> **AVAILABLE RECORDS**:

::::

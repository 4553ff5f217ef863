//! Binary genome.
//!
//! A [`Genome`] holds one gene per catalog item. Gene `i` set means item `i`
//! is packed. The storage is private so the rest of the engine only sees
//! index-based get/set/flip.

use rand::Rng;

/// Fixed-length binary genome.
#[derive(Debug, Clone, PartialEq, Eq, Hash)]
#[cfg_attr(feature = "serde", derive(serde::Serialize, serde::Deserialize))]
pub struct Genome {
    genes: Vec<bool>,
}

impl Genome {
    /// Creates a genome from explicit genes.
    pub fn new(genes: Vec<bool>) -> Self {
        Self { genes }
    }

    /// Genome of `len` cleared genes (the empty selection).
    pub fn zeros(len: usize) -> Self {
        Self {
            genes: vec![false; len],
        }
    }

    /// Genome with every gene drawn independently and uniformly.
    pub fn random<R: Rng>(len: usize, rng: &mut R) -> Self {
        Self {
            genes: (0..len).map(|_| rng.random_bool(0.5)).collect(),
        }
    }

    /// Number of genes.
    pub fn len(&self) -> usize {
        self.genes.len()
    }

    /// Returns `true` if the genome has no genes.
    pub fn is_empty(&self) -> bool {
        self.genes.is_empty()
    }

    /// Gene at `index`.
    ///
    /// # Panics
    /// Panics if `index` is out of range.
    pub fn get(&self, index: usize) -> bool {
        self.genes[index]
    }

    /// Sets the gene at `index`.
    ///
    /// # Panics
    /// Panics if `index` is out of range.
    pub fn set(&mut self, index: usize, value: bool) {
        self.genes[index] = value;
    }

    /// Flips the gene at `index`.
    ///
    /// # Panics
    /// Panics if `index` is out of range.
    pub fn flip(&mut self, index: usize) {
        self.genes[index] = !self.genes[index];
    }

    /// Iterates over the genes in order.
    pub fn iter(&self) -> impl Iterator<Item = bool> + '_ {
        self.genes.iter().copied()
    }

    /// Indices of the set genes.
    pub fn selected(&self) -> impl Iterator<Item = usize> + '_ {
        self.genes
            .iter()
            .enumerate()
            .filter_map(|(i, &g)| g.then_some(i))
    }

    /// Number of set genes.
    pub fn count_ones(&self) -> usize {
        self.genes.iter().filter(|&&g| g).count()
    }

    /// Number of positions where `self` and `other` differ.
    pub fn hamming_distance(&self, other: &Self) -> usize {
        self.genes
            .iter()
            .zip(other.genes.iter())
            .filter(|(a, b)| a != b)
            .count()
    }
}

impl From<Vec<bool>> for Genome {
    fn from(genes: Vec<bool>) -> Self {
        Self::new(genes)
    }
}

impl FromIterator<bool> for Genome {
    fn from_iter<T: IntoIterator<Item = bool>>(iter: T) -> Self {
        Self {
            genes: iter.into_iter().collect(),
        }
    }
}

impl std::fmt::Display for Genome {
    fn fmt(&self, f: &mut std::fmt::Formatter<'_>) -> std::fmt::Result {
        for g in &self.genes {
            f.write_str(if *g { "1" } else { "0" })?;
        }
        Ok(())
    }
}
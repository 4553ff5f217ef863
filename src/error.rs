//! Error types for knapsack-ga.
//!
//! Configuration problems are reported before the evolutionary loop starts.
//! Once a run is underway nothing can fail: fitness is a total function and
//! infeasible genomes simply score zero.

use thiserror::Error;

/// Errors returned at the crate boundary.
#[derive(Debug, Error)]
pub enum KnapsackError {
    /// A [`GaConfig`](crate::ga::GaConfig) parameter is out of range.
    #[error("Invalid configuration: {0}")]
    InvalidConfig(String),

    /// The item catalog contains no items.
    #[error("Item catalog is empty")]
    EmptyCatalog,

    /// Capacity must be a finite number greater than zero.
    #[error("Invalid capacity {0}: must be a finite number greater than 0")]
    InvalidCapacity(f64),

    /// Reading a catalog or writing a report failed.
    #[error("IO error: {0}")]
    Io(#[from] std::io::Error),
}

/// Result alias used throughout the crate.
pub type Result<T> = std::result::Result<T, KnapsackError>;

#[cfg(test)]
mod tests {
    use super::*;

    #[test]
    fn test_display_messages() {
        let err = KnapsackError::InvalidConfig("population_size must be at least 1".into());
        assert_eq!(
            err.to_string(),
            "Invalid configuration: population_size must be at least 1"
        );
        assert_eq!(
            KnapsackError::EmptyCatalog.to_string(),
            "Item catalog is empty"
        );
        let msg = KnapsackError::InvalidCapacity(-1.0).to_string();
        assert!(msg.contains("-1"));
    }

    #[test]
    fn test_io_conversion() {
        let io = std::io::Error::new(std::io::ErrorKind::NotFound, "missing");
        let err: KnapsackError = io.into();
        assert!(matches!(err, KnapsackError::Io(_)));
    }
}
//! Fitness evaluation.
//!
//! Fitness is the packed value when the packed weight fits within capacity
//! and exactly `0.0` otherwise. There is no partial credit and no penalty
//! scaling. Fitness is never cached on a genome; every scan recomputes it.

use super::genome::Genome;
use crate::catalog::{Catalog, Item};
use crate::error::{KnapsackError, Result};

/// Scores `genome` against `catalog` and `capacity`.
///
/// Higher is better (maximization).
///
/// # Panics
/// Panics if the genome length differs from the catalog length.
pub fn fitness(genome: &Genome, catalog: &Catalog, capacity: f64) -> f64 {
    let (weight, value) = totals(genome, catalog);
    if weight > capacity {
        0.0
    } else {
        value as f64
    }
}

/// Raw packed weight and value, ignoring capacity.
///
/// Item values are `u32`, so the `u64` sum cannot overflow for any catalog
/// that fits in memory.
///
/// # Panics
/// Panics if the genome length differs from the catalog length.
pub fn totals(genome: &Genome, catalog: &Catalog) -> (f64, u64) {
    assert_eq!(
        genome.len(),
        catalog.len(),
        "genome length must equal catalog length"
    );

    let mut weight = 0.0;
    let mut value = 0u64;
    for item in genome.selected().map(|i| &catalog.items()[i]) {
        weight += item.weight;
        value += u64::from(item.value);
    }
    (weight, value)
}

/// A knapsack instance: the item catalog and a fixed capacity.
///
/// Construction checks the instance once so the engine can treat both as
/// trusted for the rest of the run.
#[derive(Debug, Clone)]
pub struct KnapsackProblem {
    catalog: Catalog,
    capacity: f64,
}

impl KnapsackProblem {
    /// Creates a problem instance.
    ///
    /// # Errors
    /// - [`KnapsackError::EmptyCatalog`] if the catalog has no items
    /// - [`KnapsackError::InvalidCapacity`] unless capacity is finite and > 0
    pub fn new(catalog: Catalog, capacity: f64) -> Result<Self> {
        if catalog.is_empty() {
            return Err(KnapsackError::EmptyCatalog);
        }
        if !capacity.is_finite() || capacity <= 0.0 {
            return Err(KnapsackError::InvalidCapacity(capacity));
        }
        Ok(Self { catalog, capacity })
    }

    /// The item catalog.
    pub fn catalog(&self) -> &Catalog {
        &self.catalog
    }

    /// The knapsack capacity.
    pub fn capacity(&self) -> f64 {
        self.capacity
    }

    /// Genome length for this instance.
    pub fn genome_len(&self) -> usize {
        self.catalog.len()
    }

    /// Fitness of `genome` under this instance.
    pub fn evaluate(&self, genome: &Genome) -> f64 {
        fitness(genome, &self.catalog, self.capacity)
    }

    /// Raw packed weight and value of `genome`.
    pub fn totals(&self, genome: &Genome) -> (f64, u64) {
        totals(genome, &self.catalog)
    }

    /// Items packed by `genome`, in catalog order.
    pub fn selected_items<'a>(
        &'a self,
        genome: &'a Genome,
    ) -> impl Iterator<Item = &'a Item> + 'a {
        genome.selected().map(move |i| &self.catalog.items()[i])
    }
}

::::

> **TASK GOAL**: Read through the lines above and collect those that contain the string "Debug".

> **SOLUTION TO THIS TASK**:
#[derive(Debug, Clone, PartialEq, Eq, Hash)]
#[derive(Debug, Error)]
#[derive(Debug, Clone)]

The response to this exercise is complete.